Perkins decided to out Final Destination-Final Destination. However, making a black comedy gross-out work in The Monkey does not preclude this movie from being very personal to him. Longlegs was a response to his father, horror legend Anthony Perkins' own closeted sexuality and death from AIDS-related complications. The Monkey is a response to an even more shocking loss, his mother, Berry Bereson's death in the 9/11 attacks. It sounds like a bad 2007 internet humor joke: "your dad died of AIDS, your mom died on 9/11, haha". To borrow the line of a character in The Monkey: "shit, man, that sucks". (The Monkey is the kind of movie to have a character whose only role in the script is to say that one line about twelve times.)

What else can you do with a life history that was, to use the correct term, absolutely fucked except find a way to laugh at it?

The Monkey is about two twin brothers Hal and Bill Shelburn (Christian Convey as children, Theo James as adults) who have just reached their nastiest phase of middle school puberty. They discover an inheritance from their long absent, probably dead father (Adam Scott in one scene), a magical evil wind-up toy monkey that kills people once you turn its crank. And yeah, the verbal metaphor for masturbation is not lost on this movie - "he's playing with his monkey!" teases Bill to the entire class to humiliate his brother Hal. One of the first victims is Hal and Bills' babysitter, Annie Wilkes (Danica Dreyer). This happens as she takes the boys out for a nice meal, and is visibly aroused by a hibachi chef. The two boys are not yet able to fully process this show of adult sexuality. Then they never get a chance to, because the Monkey slams his cymbals together and much of Annie's head splits in half. The get more Freudian, the Shelburn twins are jealous for their mother, Lois (Tatiana Maslany)'s affection, and well, crank the Monkey with terrible results.

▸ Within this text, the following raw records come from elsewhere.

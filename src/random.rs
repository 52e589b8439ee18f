//! Seeded random workloads for benchmarks and the harness.
//!
//! Provides seeded RNG construction, a Fisher-Yates shuffle, and
//! generators for histograms, asteroid fields and bracket sequences.
//!
//! # Reproducibility
//!
//! For reproducible workloads, use [`create_rng`] with a fixed seed.
//! The underlying algorithm (SmallRng) is deterministic for a given seed
//! on the same platform.

use rand::Rng;

/// Creates a fast, seeded random number generator.
///
/// # Examples
/// ```
/// use u_stackkit::random::create_rng;
/// use rand::Rng;
/// let mut rng = create_rng(42);
/// let x: u64 = rng.random_range(0..10);
/// assert!(x < 10);
/// ```
pub fn create_rng(seed: u64) -> rand::rngs::SmallRng {
    use rand::SeedableRng;
    rand::rngs::SmallRng::seed_from_u64(seed)
}

/// Fisher-Yates (Durstenfeld) in-place shuffle.
///
/// Reference: Knuth (1997), *TAOCP* Vol. 2, §3.4.2, Algorithm P.
///
/// # Complexity
/// Time: O(n), Space: O(1) (in-place)
pub fn shuffle<T, R: Rng>(slice: &mut [T], rng: &mut R) {
    let n = slice.len();
    if n <= 1 {
        return;
    }
    for i in (1..n).rev() {
        let j = rng.random_range(0..=i);
        slice.swap(i, j);
    }
}

/// `len` bar heights drawn uniformly from `0..=max_height`.
///
/// # Examples
/// ```
/// use u_stackkit::random::{create_rng, random_heights};
/// let mut rng = create_rng(7);
/// let heights = random_heights(100, 9, &mut rng);
/// assert_eq!(heights.len(), 100);
/// assert!(heights.iter().all(|&h| h <= 9));
/// ```
pub fn random_heights<R: Rng>(len: usize, max_height: u64, rng: &mut R) -> Vec<u64> {
    (0..len).map(|_| rng.random_range(0..=max_height)).collect()
}

/// `len` non-zero asteroids with magnitude in `1..=max_magnitude` and a
/// uniformly random direction.
///
/// `max_magnitude` is clamped to at least 1.
pub fn random_asteroids<R: Rng>(len: usize, max_magnitude: i64, rng: &mut R) -> Vec<i64> {
    let max_magnitude = max_magnitude.max(1);
    (0..len)
        .map(|_| {
            let magnitude = rng.random_range(1..=max_magnitude);
            if rng.random_bool(0.5) {
                magnitude
            } else {
                -magnitude
            }
        })
        .collect()
}

/// A well-nested bracket sequence of `pairs` pairs.
///
/// Each step either opens a new bracket of a random kind or closes the
/// innermost open one, so the result always validates.
pub fn random_brackets<R: Rng>(pairs: usize, rng: &mut R) -> String {
    const KINDS: [(char, char); 3] = [('(', ')'), ('[', ']'), ('{', '}')];

    let mut text = String::with_capacity(pairs * 2);
    let mut open: Vec<char> = Vec::with_capacity(pairs);
    let mut remaining = pairs;

    while remaining > 0 || !open.is_empty() {
        let must_close = remaining == 0;
        let may_close = !open.is_empty();
        if must_close || (may_close && rng.random_bool(0.5)) {
            if let Some(close) = open.pop() {
                text.push(close);
            }
        } else {
            let (opener, closer) = KINDS[rng.random_range(0..KINDS.len())];
            text.push(opener);
            open.push(closer);
            remaining -= 1;
        }
    }

    text
}

// ============================================================================
// Tests
// ============================================================================

#[cfg(test)]
mod tests {
    use super::*;
    use crate::brackets::validate_brackets;

    #[test]
    fn test_create_rng_deterministic() {
        let mut rng1 = create_rng(42);
        let mut rng2 = create_rng(42);
        assert_eq!(
            random_heights(20, 100, &mut rng1),
            random_heights(20, 100, &mut rng2)
        );
    }

    #[test]
    fn test_shuffle_preserves_elements() {
        let mut v = vec![1, 2, 3, 4, 5, 6, 7, 8, 9, 10];
        let mut rng = create_rng(123);
        shuffle(&mut v, &mut rng);
        v.sort();
        assert_eq!(v, vec![1, 2, 3, 4, 5, 6, 7, 8, 9, 10]);
    }

    #[test]
    fn test_shuffle_empty() {
        let mut v: Vec<i32> = vec![];
        let mut rng = create_rng(0);
        shuffle(&mut v, &mut rng); // should not panic
    }

    #[test]
    fn test_random_asteroids_non_zero() {
        let mut rng = create_rng(9);
        let field = random_asteroids(500, 10, &mut rng);
        assert_eq!(field.len(), 500);
        assert!(field.iter().all(|&a| a != 0 && a.abs() <= 10));
        assert!(field.iter().any(|&a| a > 0));
        assert!(field.iter().any(|&a| a < 0));
    }

    #[test]
    fn test_random_asteroids_clamps_magnitude() {
        let mut rng = create_rng(9);
        let field = random_asteroids(20, 0, &mut rng);
        assert!(field.iter().all(|&a| a == 1 || a == -1));
    }

    #[test]
    fn test_random_brackets_valid() {
        let mut rng = create_rng(3);
        for pairs in [0, 1, 5, 50] {
            let text = random_brackets(pairs, &mut rng);
            assert_eq!(text.len(), pairs * 2);
            assert!(validate_brackets(&text), "{text}");
        }
    }
}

And yeah, I did say Annie Wilkes - she's that Annie Wilkes, Kathy Bates from Misery. I'm not really sure what to do with that, does not seem anything. There was a ton of Stephen King adaptations in 2025: some really bad (that IT series), some really good (The Long Walk), some simply not interesting (The Running Man remake). The Monkey feels like the most King-like(?)/Kingly of them all. It is unfaithful to the source material, though actually by deviating, Perkins made it more idiosyncratically Stephen King. He put more King than King had in there.

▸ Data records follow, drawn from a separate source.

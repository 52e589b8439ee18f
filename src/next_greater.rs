//! Next strictly greater element to the right.
//!
//! # Algorithm
//!
//! Scan right to left keeping a stack of candidate values. Before
//! answering for index `i`, pop every candidate `<= arr[i]`: `arr[i]` sits
//! further left and is at least as large, so those candidates can never
//! be the answer for any earlier index either. Whatever remains on top is
//! the answer for `i`; then `arr[i]` becomes a candidate itself.
//!
//! The candidate stack is strictly decreasing from bottom to top.
//!
//! # Complexity
//! Time: O(n) amortized (each value pushed and popped at most once),
//! Space: O(n)

use crate::collections::Stack;

/// Sentinel used by [`next_greater_elements`] for "no greater element".
pub const NO_GREATER: i64 = -1;

/// Returns, for every position, the nearest value to its right that is
/// strictly greater, or `None`.
///
/// Equal values do not count as greater.
///
/// # Examples
/// ```
/// use u_stackkit::next_greater::next_greater_options;
/// assert_eq!(
///     next_greater_options(&[4, -2, 5, -1, 3]),
///     vec![Some(5), Some(5), None, Some(3), None],
/// );
/// ```
pub fn next_greater_options<T: Ord + Copy>(values: &[T]) -> Vec<Option<T>> {
    let mut result = vec![None; values.len()];
    let mut candidates: Stack<T> = Stack::with_capacity(values.len());

    for (i, &value) in values.iter().enumerate().rev() {
        while candidates.pop_if(|&top| top <= value).is_some() {}
        result[i] = candidates.peek().ok().copied();
        candidates.push(value);
    }

    result
}

/// Sentinel form of [`next_greater_options`]: positions without a greater
/// element hold [`NO_GREATER`] (`-1`).
///
/// The sentinel is only unambiguous for non-negative inputs. When the
/// input may contain `-1` itself, use [`next_greater_options`].
///
/// # Examples
/// ```
/// use u_stackkit::next_greater::next_greater_elements;
/// assert_eq!(next_greater_elements(&[2, 9, 1, 8, 3, 7]), vec![9, -1, 8, -1, 7, -1]);
/// assert_eq!(next_greater_elements(&[]), Vec::<i64>::new());
/// ```
pub fn next_greater_elements(values: &[i64]) -> Vec<i64> {
    next_greater_options(values)
        .into_iter()
        .map(|next| next.unwrap_or(NO_GREATER))
        .collect()
}


#[cfg(test)]
mod proptests {
    use super::*;
    use proptest::prelude::*;

    fn naive(values: &[i64]) -> Vec<Option<i64>> {
        (0..values.len())
            .map(|i| values[i + 1..].iter().copied().find(|&v| v > values[i]))
            .collect()
    }

    proptest! {
        #![proptest_config(ProptestConfig::with_cases(300))]

        #[test]
        fn matches_quadratic_scan(values in proptest::collection::vec(-50_i64..50, 0..60)) {
            prop_assert_eq!(next_greater_options(&values), naive(&values));
        }

        #[test]
        fn result_is_greater_and_same_length(values in proptest::collection::vec(0_i64..1000, 0..60)) {
            let result = next_greater_elements(&values);
            prop_assert_eq!(result.len(), values.len());
            for (v, next) in values.iter().zip(&result) {
                prop_assert!(*next == NO_GREATER || next > v);
            }
        }
    }
}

The original short story The Monkey is based on is not one of King's best or his most memorable. It does not go to the level of cartoon horror that Perkins takes it to. (For instance, he casts himself as the boys' uncle, and we're told after his wild and elaborate death death, his body looked like smashed cherry pie, cut to the coroner opening up a body bag full of smashed cherry pie. Delightful.) That story is just about a father and son getting rid of an Evil Object, trying to overcome the family curse. You'd never guess that most of what is iconic King details were not there, that was Perkins adding them. The ribbing between Hal and Bill feels like the way King writes kids, all spectacular vulgarity and lewdness. Gallows humor is aplenty in King. The Monkey has a mother screaming while running in a circle in a circle as she pushes a pram that is completely on fire, and King's lone directorial effort, Maximum Overdrive has things like this.

Now if neither of those things sound funny to you, I don't think The Monkey is going to work for you.

The Monkey is the kind of movie where we get a classic Final Destination Rube Goldberg kill set-up: a pretty woman is about to jump into the motel pool, and a broken air conditioner means the water is dosed full of killer volts of electricity. You know what's coming: she drives in and screams and screams, maybe a gore effect. Except, you don't know what's coming. She doesn't electrocute herself, she explodes! The second her body touches that pool, she's goes out like a fire cracker. How does that make sense? I don't know. Why was a woman swimming at 2 AM anyway all alone at night? This movie sets up a wedding skydiving service, and you better believe that card is going to get played. If you think The Monkey has hit the limit of how gonzo it will get, you're wrong, it has just one more gag up its sleeve.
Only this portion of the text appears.